(Records excerpted from a collection)
+++++

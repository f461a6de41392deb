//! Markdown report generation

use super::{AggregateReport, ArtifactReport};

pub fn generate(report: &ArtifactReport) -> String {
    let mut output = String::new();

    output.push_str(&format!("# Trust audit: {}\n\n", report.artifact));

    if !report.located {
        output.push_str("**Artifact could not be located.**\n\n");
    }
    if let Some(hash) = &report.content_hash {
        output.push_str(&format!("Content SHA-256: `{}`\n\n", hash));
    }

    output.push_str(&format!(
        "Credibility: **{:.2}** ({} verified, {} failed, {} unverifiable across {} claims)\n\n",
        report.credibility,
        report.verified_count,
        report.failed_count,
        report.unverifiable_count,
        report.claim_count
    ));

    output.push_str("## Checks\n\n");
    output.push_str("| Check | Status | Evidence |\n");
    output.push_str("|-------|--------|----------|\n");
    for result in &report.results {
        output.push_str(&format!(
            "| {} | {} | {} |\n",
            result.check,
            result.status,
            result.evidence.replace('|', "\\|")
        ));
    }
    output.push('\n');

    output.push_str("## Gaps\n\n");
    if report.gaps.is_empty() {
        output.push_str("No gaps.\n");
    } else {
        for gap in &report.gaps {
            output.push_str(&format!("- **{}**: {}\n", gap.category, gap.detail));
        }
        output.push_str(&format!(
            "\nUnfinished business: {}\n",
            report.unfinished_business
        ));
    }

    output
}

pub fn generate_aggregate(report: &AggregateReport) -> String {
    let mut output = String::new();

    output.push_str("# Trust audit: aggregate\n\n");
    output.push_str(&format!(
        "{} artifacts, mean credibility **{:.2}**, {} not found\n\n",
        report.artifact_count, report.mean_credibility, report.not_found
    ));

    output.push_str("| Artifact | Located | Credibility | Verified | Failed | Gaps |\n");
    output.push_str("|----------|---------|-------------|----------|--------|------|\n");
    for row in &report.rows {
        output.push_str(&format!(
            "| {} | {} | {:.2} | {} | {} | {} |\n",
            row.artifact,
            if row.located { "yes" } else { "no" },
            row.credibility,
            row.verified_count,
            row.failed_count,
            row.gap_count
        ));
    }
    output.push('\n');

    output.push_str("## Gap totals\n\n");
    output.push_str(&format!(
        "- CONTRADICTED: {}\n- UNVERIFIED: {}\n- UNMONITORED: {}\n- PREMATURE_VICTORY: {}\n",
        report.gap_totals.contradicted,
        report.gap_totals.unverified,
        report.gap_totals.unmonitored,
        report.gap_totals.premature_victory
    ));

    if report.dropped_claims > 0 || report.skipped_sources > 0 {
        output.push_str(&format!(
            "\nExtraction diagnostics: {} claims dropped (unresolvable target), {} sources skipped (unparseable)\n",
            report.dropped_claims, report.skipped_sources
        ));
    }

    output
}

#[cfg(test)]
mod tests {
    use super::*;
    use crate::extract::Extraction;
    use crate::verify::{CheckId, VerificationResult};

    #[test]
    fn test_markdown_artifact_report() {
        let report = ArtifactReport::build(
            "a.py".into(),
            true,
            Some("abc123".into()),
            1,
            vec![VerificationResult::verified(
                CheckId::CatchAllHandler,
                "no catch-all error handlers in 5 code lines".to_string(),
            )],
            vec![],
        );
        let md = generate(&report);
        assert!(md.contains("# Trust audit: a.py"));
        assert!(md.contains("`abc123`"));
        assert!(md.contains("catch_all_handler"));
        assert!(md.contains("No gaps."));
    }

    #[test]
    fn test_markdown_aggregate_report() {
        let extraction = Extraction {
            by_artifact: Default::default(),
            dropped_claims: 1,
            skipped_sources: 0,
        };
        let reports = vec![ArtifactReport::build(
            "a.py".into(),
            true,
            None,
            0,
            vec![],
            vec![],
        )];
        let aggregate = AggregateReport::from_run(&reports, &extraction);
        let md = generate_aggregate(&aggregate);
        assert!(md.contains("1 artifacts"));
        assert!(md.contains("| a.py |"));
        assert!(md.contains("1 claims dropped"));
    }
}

+++++

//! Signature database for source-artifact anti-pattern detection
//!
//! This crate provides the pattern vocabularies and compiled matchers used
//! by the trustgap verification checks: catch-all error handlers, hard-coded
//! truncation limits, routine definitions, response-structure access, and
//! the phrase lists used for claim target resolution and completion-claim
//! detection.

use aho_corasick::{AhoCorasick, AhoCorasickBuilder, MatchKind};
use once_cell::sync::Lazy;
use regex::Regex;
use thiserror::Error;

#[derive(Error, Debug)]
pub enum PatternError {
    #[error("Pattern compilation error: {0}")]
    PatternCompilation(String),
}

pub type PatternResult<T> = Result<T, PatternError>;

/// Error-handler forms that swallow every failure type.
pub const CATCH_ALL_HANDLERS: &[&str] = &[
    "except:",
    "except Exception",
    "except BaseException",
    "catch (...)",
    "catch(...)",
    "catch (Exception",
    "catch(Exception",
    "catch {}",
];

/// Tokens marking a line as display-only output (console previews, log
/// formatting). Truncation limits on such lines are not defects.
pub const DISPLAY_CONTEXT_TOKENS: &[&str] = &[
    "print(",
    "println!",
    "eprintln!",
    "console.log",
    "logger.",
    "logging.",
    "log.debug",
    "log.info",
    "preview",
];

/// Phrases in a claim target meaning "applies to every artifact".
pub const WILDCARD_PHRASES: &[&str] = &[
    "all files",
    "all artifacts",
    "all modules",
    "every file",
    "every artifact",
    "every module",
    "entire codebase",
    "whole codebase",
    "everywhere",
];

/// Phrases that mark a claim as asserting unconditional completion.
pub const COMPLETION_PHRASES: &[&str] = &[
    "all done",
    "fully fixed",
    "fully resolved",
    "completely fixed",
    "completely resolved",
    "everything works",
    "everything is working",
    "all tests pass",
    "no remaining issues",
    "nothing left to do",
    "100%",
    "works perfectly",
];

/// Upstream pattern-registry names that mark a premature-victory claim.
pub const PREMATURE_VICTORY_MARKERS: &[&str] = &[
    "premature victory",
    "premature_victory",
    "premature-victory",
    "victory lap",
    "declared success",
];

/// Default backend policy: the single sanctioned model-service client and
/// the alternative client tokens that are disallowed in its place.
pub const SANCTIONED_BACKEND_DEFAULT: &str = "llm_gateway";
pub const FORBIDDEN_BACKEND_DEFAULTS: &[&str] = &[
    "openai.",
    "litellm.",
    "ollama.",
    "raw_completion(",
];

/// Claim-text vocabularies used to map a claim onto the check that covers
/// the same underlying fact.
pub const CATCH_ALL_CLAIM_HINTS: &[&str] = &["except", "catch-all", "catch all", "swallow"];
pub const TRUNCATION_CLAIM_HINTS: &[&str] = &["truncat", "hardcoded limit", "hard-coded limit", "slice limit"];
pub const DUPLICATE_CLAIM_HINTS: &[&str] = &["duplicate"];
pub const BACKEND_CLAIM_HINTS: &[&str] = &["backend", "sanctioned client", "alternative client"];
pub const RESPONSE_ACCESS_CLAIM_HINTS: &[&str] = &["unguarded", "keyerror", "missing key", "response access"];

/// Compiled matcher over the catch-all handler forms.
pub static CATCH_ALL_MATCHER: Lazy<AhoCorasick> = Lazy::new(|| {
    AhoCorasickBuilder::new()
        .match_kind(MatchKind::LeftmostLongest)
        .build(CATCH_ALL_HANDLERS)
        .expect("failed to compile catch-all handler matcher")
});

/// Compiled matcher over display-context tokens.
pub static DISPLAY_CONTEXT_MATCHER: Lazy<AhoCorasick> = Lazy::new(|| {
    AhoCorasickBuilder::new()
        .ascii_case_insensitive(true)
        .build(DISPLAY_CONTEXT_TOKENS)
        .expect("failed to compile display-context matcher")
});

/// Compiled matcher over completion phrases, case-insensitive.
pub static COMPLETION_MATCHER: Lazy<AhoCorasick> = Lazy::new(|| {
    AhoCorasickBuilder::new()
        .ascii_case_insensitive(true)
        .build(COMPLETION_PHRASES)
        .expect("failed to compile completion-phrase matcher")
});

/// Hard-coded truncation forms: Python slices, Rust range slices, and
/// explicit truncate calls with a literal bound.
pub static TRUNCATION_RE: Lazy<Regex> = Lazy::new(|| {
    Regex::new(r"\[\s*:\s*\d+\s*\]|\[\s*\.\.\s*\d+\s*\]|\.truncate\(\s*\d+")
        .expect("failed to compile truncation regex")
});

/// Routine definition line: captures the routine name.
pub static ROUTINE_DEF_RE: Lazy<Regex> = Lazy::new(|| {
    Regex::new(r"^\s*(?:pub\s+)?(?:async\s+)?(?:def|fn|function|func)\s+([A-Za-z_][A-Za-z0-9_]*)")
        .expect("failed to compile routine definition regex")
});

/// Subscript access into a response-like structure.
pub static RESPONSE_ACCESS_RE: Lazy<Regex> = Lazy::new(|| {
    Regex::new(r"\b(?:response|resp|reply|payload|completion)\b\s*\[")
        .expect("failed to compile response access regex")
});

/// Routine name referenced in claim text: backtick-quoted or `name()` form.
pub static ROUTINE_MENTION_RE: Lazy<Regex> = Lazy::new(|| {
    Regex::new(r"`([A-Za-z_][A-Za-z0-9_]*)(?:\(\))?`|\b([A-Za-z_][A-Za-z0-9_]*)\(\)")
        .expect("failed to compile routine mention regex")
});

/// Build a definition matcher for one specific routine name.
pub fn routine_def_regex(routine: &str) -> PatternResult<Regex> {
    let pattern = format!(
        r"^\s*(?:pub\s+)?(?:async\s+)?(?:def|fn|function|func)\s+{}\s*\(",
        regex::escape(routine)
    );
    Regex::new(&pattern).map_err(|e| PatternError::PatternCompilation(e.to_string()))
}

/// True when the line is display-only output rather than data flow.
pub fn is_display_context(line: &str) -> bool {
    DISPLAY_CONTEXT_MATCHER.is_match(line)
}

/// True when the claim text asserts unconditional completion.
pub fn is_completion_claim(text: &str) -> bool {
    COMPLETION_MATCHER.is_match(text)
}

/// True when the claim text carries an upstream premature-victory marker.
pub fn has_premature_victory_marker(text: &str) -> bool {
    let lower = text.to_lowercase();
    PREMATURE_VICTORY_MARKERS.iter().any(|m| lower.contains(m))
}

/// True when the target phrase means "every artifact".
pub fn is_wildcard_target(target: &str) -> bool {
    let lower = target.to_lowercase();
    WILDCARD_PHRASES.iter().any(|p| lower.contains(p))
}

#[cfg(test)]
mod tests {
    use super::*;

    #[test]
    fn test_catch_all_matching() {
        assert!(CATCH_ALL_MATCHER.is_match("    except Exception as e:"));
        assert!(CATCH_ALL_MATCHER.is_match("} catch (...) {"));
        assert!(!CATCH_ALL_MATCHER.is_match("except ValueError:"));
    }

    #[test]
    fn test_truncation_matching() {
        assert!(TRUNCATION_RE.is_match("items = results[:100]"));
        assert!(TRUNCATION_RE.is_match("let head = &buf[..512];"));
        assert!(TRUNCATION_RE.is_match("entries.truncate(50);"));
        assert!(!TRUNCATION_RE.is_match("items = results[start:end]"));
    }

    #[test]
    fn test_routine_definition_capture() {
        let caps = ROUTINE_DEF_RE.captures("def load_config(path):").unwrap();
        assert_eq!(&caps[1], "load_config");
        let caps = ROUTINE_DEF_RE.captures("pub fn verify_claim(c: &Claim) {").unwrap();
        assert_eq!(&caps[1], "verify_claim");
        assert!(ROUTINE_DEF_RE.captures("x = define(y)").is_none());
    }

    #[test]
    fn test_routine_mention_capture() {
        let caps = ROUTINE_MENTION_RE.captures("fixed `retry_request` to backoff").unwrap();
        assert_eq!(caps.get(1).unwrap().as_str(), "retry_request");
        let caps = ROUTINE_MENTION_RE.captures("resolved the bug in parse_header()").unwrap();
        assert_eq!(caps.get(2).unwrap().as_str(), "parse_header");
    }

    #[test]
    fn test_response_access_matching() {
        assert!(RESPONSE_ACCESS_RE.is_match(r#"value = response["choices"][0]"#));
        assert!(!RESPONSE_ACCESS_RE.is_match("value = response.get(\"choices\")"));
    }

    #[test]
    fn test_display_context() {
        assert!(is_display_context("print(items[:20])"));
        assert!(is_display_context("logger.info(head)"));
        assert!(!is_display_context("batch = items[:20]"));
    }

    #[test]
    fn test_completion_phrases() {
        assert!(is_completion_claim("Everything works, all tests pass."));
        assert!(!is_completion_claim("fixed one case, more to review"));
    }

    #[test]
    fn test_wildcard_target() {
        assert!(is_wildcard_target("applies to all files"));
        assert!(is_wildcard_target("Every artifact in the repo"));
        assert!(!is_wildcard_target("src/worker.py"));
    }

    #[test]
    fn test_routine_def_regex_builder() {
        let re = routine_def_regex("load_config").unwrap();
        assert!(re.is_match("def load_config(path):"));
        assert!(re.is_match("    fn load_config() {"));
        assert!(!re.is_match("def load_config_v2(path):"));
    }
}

+++++

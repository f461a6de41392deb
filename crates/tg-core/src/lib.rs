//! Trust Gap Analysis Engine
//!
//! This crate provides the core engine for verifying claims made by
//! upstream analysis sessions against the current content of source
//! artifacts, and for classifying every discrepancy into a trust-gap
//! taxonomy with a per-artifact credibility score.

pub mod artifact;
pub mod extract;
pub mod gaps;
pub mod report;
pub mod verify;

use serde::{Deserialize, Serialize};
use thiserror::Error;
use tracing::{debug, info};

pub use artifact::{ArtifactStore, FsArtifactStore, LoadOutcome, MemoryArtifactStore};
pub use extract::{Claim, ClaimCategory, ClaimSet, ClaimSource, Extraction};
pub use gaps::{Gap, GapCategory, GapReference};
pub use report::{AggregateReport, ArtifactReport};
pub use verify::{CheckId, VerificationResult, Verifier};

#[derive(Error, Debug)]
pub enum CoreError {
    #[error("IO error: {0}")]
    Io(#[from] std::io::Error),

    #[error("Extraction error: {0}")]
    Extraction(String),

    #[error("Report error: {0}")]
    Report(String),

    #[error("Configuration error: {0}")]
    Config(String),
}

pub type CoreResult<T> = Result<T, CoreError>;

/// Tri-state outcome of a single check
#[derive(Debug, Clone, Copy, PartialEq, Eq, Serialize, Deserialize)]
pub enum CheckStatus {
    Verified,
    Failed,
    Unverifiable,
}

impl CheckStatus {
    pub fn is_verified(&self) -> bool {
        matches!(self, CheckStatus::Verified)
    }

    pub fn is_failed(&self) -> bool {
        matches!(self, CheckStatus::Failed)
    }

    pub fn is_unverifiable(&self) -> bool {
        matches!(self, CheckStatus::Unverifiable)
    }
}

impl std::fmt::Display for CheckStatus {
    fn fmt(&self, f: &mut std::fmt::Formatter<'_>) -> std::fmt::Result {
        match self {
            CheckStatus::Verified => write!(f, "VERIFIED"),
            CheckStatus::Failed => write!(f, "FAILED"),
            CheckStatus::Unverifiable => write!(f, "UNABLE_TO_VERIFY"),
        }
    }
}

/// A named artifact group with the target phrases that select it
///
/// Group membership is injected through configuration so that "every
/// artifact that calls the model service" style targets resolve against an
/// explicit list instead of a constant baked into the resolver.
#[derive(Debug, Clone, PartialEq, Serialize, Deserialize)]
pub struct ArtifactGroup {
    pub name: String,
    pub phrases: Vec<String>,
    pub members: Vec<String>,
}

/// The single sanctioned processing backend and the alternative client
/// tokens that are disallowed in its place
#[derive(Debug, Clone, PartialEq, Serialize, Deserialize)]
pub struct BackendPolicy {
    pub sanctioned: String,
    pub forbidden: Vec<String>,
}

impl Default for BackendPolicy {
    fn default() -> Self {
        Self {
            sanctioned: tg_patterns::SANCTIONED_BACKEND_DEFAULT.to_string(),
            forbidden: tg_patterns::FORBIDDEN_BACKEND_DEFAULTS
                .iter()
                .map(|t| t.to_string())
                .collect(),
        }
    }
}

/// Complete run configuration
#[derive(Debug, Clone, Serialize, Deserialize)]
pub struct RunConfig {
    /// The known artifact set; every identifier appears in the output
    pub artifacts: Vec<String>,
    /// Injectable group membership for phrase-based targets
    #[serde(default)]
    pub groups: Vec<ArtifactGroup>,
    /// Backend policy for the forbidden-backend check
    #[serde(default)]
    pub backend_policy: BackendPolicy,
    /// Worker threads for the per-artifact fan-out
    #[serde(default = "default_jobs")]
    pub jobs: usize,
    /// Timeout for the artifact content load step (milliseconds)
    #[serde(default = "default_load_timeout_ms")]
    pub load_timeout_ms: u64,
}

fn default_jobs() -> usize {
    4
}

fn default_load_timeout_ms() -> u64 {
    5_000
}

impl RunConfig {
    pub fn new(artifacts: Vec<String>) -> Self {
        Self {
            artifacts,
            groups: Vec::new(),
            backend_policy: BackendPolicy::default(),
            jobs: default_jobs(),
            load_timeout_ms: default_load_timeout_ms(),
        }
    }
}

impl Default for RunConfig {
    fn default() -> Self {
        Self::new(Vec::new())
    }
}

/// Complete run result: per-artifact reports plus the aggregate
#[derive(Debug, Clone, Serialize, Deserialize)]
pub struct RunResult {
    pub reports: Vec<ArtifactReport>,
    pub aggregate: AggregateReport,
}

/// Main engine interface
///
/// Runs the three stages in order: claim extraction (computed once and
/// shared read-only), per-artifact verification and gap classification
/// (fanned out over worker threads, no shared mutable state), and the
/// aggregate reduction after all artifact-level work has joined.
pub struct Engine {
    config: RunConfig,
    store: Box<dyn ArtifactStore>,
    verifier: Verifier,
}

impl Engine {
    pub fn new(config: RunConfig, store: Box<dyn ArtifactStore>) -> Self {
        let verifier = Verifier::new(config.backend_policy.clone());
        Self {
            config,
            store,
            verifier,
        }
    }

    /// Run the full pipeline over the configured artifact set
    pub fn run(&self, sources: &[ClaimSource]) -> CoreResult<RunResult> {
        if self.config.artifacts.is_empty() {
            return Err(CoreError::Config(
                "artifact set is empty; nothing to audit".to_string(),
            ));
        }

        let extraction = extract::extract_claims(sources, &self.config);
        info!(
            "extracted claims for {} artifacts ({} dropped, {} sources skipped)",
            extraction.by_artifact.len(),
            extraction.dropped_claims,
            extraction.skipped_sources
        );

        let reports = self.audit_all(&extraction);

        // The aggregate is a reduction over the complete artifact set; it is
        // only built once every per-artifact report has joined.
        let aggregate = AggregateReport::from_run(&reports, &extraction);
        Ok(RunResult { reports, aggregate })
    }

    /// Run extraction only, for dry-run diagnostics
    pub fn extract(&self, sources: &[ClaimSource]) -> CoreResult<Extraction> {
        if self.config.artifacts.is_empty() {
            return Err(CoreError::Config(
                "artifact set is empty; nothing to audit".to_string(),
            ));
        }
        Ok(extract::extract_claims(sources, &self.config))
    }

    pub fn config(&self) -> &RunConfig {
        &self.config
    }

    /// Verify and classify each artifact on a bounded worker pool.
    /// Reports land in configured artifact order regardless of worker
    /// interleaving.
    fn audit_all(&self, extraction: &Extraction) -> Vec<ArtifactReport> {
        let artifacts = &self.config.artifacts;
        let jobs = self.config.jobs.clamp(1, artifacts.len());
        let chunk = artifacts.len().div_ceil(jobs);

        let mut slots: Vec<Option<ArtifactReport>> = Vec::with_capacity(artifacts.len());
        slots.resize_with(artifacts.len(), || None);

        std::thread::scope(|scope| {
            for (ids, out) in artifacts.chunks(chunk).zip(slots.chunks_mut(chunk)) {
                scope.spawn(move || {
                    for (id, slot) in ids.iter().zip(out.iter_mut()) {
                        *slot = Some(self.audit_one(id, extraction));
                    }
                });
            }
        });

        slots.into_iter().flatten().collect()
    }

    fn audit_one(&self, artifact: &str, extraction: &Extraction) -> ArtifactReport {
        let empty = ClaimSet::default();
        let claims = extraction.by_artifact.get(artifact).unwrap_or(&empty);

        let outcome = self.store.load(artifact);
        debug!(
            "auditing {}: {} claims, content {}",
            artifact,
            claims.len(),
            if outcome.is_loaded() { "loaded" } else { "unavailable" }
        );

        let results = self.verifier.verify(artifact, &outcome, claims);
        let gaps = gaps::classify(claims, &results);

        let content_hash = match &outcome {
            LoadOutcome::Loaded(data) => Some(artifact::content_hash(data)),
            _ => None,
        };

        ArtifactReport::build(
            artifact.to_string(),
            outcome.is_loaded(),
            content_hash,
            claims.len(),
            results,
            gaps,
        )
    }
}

+++++

DIRECTIONS FOR THIS TASK: Above are the lines; repeat exactly the ones from the line containing "pub fn is_failed(&self)" down to the line containing "pub struct ArtifactGroup", both inclusive.

RESPONSE:
    pub fn is_failed(&self) -> bool {
        matches!(self, CheckStatus::Failed)
    }

    pub fn is_unverifiable(&self) -> bool {
        matches!(self, CheckStatus::Unverifiable)
    }
}

impl std::fmt::Display for CheckStatus {
    fn fmt(&self, f: &mut std::fmt::Formatter<'_>) -> std::fmt::Result {
        match self {
            CheckStatus::Verified => write!(f, "VERIFIED"),
            CheckStatus::Failed => write!(f, "FAILED"),
            CheckStatus::Unverifiable => write!(f, "UNABLE_TO_VERIFY"),
        }
    }
}

/// A named artifact group with the target phrases that select it
///
/// Group membership is injected through configuration so that "every
/// artifact that calls the model service" style targets resolve against an
/// explicit list instead of a constant baked into the resolver.
#[derive(Debug, Clone, PartialEq, Serialize, Deserialize)]
pub struct ArtifactGroup {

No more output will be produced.